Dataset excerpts
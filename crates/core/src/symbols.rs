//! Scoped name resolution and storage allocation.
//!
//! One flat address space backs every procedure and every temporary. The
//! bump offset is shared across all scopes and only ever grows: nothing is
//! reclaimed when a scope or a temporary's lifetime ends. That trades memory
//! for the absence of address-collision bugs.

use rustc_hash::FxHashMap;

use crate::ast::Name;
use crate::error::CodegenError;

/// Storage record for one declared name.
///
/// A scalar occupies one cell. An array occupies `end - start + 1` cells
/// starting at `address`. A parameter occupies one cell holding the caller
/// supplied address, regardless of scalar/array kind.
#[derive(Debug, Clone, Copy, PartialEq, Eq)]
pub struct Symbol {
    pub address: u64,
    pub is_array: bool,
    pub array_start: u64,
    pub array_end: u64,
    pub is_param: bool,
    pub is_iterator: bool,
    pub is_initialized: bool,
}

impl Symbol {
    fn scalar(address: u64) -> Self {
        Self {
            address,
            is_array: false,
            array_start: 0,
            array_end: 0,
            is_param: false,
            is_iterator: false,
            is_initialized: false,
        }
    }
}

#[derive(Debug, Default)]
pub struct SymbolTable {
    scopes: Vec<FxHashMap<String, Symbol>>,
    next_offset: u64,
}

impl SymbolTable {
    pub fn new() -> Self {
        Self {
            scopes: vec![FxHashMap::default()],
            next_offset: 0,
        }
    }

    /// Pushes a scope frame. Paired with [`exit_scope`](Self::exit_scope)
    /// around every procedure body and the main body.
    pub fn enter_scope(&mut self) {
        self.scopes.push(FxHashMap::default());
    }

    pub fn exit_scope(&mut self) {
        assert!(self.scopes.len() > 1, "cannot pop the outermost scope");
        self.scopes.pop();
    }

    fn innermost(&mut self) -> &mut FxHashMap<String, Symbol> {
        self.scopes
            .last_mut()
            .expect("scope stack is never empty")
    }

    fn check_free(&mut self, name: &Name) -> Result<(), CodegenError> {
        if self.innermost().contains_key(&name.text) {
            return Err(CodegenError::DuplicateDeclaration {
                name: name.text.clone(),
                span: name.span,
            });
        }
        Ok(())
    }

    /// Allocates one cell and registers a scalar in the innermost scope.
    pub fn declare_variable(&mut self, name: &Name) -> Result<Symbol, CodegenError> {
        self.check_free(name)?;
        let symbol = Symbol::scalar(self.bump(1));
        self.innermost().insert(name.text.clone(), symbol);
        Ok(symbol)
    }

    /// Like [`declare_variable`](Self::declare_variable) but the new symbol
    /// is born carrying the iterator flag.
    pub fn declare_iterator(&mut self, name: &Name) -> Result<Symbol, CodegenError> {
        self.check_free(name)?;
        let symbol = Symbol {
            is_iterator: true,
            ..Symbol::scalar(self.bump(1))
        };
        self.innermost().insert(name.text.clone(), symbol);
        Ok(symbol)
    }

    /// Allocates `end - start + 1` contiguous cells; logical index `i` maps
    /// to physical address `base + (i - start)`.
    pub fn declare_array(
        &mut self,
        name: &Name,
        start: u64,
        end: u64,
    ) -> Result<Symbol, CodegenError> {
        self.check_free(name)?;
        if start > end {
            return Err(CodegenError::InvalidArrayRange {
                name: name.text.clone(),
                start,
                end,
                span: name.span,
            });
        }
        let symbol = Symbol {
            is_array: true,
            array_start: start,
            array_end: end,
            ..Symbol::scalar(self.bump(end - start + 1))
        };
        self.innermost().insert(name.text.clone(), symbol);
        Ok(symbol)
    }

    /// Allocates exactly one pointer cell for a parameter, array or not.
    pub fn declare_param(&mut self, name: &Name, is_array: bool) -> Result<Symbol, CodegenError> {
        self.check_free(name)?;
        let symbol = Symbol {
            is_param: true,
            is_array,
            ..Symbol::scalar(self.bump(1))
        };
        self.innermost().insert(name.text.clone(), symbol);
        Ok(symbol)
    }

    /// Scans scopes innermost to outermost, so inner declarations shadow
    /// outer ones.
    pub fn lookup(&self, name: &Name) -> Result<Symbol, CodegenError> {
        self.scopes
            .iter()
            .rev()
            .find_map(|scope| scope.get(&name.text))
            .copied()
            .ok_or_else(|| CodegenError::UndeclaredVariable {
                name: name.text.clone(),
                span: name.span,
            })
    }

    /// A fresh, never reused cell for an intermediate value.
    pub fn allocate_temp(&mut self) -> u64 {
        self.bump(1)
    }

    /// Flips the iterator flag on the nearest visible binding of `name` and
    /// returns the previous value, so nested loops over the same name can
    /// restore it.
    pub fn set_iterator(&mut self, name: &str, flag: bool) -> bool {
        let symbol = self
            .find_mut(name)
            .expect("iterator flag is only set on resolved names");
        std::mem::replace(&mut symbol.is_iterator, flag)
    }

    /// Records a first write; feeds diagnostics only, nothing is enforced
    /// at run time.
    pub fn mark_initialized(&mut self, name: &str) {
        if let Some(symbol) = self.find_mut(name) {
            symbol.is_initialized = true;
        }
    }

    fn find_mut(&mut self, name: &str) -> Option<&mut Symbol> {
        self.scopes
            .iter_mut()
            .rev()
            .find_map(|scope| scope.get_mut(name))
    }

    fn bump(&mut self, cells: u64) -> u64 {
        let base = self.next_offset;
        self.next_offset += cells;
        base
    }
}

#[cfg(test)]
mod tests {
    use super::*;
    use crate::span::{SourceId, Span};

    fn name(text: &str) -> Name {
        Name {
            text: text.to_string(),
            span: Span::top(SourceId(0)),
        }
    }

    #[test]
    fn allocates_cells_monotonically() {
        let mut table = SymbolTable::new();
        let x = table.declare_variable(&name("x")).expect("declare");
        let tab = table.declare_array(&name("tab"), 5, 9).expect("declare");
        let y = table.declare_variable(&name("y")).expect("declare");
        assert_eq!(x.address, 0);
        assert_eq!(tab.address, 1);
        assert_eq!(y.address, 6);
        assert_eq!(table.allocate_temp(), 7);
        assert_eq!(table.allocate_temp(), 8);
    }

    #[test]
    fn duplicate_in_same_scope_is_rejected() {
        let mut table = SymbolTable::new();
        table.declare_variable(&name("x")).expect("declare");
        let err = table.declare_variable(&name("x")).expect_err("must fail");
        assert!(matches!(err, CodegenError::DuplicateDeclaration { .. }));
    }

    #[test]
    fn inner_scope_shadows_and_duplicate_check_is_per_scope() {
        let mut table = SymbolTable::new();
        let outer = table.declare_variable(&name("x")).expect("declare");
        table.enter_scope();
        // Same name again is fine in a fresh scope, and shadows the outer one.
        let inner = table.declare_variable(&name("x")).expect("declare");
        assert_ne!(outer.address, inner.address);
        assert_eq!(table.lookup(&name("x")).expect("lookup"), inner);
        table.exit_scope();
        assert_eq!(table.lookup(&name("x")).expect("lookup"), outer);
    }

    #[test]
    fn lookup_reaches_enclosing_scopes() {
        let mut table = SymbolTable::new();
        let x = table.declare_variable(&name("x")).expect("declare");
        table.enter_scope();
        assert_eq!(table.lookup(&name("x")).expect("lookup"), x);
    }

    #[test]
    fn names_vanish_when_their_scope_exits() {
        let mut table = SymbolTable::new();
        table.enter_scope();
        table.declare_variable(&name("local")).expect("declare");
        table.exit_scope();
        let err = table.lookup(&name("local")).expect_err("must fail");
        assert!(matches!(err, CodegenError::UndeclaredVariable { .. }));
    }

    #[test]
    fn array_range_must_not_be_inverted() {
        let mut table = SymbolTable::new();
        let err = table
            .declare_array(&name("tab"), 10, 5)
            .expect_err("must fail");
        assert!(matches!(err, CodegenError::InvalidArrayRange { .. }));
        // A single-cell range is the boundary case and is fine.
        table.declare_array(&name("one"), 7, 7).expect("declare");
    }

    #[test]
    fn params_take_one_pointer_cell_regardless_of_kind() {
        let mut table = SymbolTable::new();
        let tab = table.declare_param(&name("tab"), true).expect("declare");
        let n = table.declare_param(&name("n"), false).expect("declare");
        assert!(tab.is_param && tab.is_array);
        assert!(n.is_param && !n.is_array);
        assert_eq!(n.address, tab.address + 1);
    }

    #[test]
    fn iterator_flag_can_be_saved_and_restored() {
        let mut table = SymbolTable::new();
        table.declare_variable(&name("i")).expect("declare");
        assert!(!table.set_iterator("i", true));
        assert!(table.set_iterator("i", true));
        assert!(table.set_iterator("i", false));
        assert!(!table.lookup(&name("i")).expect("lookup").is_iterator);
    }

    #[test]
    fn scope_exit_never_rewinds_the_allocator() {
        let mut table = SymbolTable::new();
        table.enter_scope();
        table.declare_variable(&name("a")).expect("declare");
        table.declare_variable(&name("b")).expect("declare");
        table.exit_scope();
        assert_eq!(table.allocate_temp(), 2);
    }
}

Activity
Whenever a line in the records contains the word "UndeclaredVariable", copy that line.

Solution to this problem
            .ok_or_else(|| CodegenError::UndeclaredVariable {
        assert!(matches!(err, CodegenError::UndeclaredVariable { .. }));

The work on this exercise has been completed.